Lots of people find blood pressure monitors quite mystifying. They've seen how doctors in their clinics use a
mercury gravity sphygmomanometer – inflating the cuff and then deflating it while listening to something with a
stethoscope. How exactly does that work? It's simple enough – they inflate your cuff high enough that the tightness
cuts the blood flow off in your arm altogether.

Once they see this happening, they begin deflating the cuff and listen in with a stethoscope to hear the sound
of blood flowing again. That's the point where they determine that pressure in the cuff is equal to the pressure
your blood flow exerts. And that's your blood pressure readout. While these machines can be pretty accurate, they
are not designed for self-use.
The electronic versions that you get at every store these days vary widely in price from around the $30 level to
the $150 level.
As you head up in price, you get features like memory to remember previous numbers by, features that measure an
irregular heartbeat and display warnings about them, and ones that compensate for them, an ability to measure blood
pressure during inflation rather than deflation, and so on.

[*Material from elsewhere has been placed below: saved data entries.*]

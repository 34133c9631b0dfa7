//! Fitted Gamma-Poisson models and the fitting interface

use ndarray::{Array1, Array2};
use serde::{Deserialize, Serialize};

use super::design::DesignMatrix;
use crate::data::{BlockParams, Counts};
use crate::dispersion::Overdispersion;
use crate::error::{Result, TransformError};

/// Result of a per-gene Gamma-Poisson GLM fit
#[derive(Debug, Clone, Serialize, Deserialize)]
pub struct GammaPoissonFit {
    /// Coefficients (genes x coefficients), natural log scale
    pub beta: Array2<f64>,
    pub coefficient_names: Vec<String>,
    /// Fitted means (genes x samples)
    pub mu: Array2<f64>,
    /// Overdispersion used for the residuals, one per gene
    pub overdispersions: Array1<f64>,
    /// Mean-dependent trend of the overdispersions when shrinkage was requested
    pub overdispersion_trend: Option<Array1<f64>>,
    /// Raw per-gene estimates, kept after the trend has been substituted
    pub original_overdispersions: Option<Array1<f64>>,
    pub size_factors: Array1<f64>,
    pub design: Array2<f64>,
    pub deviances: Array1<f64>,
}

impl GammaPoissonFit {
    pub fn n_genes(&self) -> usize {
        self.mu.nrows()
    }

    pub fn n_samples(&self) -> usize {
        self.mu.ncols()
    }

    /// Replace the per-gene overdispersions by their fitted trend
    ///
    /// The raw estimates move to `original_overdispersions`. Calling this
    /// twice keeps the first set of raw estimates.
    pub fn substitute_trend(&mut self) -> Result<()> {
        let trend = self
            .overdispersion_trend
            .as_ref()
            .ok_or_else(|| TransformError::ModelFit {
                reason: "overdispersion shrinkage requested but the model has no trend".to_string(),
            })?;
        if trend.len() != self.overdispersions.len() {
            return Err(TransformError::DimensionMismatch {
                expected: format!("{} trended overdispersions", self.overdispersions.len()),
                got: format!("{} trended overdispersions", trend.len()),
            });
        }
        let original = std::mem::replace(&mut self.overdispersions, trend.clone());
        if self.original_overdispersions.is_none() {
            self.original_overdispersions = Some(original);
        }
        Ok(())
    }

    /// Ensure the fit describes a matrix of shape `dim`
    pub fn check_dim(&self, dim: (usize, usize)) -> Result<()> {
        if self.mu.dim() != dim
            || self.overdispersions.len() != dim.0
            || self.size_factors.len() != dim.1
        {
            return Err(TransformError::DimensionMismatch {
                expected: format!("model for {} genes x {} samples", dim.0, dim.1),
                got: format!(
                    "model with mu {:?}, {} overdispersions, {} size factors",
                    self.mu.dim(),
                    self.overdispersions.len(),
                    self.size_factors.len()
                ),
            });
        }
        Ok(())
    }
}

/// How the fitter should obtain overdispersions
#[derive(Debug, Clone, PartialEq)]
pub enum FitOverdispersion {
    /// Maximum likelihood per gene
    Estimate,
    /// Use given values; per-entry values are not supported by the GLM
    Fixed(Overdispersion),
}

/// Penalty `lambda^2 * (beta_k - target_k)^2` added to the deviance for selected coefficients
#[derive(Debug, Clone, PartialEq, Serialize, Deserialize)]
pub struct RidgePenalty {
    pub lambda: f64,
    /// One target per coefficient; `None` leaves the coefficient unpenalized
    pub targets: Vec<Option<f64>>,
}

impl RidgePenalty {
    /// Shrink every coefficient except `unpenalized` toward zero
    pub fn toward_zero(lambda: f64, n_coefficients: usize, unpenalized: Option<usize>) -> Self {
        let targets = (0..n_coefficients)
            .map(|k| if Some(k) == unpenalized { None } else { Some(0.0) })
            .collect();
        Self { lambda, targets }
    }
}

/// Everything a [`ModelFitter`] needs for one fit
#[derive(Debug, Clone)]
pub struct FitRequest<'a> {
    pub counts: &'a Counts,
    pub design: &'a DesignMatrix,
    /// Offsets enter the model as log(size factor)
    pub size_factors: &'a Array1<f64>,
    pub overdispersion: FitOverdispersion,
    /// Also fit a mean-dependent trend of the overdispersions
    pub overdispersion_shrinkage: bool,
    pub ridge_penalty: Option<RidgePenalty>,
    pub block: BlockParams,
}

impl<'a> FitRequest<'a> {
    /// Intercept-only request with estimated overdispersion
    pub fn intercept_only(
        counts: &'a Counts,
        design: &'a DesignMatrix,
        size_factors: &'a Array1<f64>,
        block: BlockParams,
    ) -> Self {
        Self {
            counts,
            design,
            size_factors,
            overdispersion: FitOverdispersion::Estimate,
            overdispersion_shrinkage: false,
            ridge_penalty: None,
            block,
        }
    }
}

/// Fits a Gamma-Poisson GLM per gene
pub trait ModelFitter: Sync {
    fn fit(&self, request: &FitRequest<'_>) -> Result<GammaPoissonFit>;
}

#[cfg(test)]
mod tests {
    use super::*;
    use ndarray::array;

    fn small_fit() -> GammaPoissonFit {
        GammaPoissonFit {
            beta: array![[1.0], [2.0]],
            coefficient_names: vec!["Intercept".to_string()],
            mu: array![[2.0, 3.0], [7.0, 8.0]],
            overdispersions: array![0.4, 0.1],
            overdispersion_trend: Some(array![0.2, 0.15]),
            original_overdispersions: None,
            size_factors: array![1.0, 1.0],
            design: array![[1.0], [1.0]],
            deviances: array![0.0, 0.0],
        }
    }

    #[test]
    fn test_substitute_trend() {
        let mut fit = small_fit();
        fit.substitute_trend().unwrap();
        assert_eq!(fit.overdispersions, array![0.2, 0.15]);
        assert_eq!(fit.original_overdispersions, Some(array![0.4, 0.1]));

        fit.substitute_trend().unwrap();
        assert_eq!(fit.original_overdispersions, Some(array![0.4, 0.1]));
    }

    #[test]
    fn test_substitute_without_trend() {
        let mut fit = small_fit();
        fit.overdispersion_trend = None;
        assert!(matches!(fit.substitute_trend(), Err(TransformError::ModelFit { .. })));
    }

    #[test]
    fn test_check_dim() {
        let fit = small_fit();
        assert!(fit.check_dim((2, 2)).is_ok());
        assert!(fit.check_dim((3, 2)).is_err());
    }

    #[test]
    fn test_ridge_toward_zero() {
        let ridge = RidgePenalty::toward_zero(2.0, 3, Some(0));
        assert_eq!(ridge.targets, vec![None, Some(0.0), Some(0.0)]);
    }
}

Some of the top-of-the-line models have inflation controls built in so that you only get as much inflation is
you personally need – not some standard amount that would go for everyone. This way, you don't have to put up with
painful over inflation if you don't have very high blood pressure.
The A&D Medical Life Source Quick Response UA-787EJ happens to be one of
the best blood pressure monitors out there today. At $55, it comes with all kinds of thoughtful
features built in that every monitor should have – it works off an AC adapter (and not just batteries like other
models), you get a hard shell cuff that's easy to wear that you don't have to wrap around an arm, and you get
irregular heartbeat sensitivity. A&D, for patients who may have vision problems, has a model that even gives
you voice announcements. To see it click here.
Perhaps the most intriguing new development in new blood pressure monitors is the Withings Blood Pressure Monitor that plugs into an iPad or an iPhone. It does have a
little motor to inflate and deflate the cuff. But the processing part, the iPhone takes care of. It isn't very
cheap and though at $100.
You can see a selection of other blood pressure monitors by clicking
here.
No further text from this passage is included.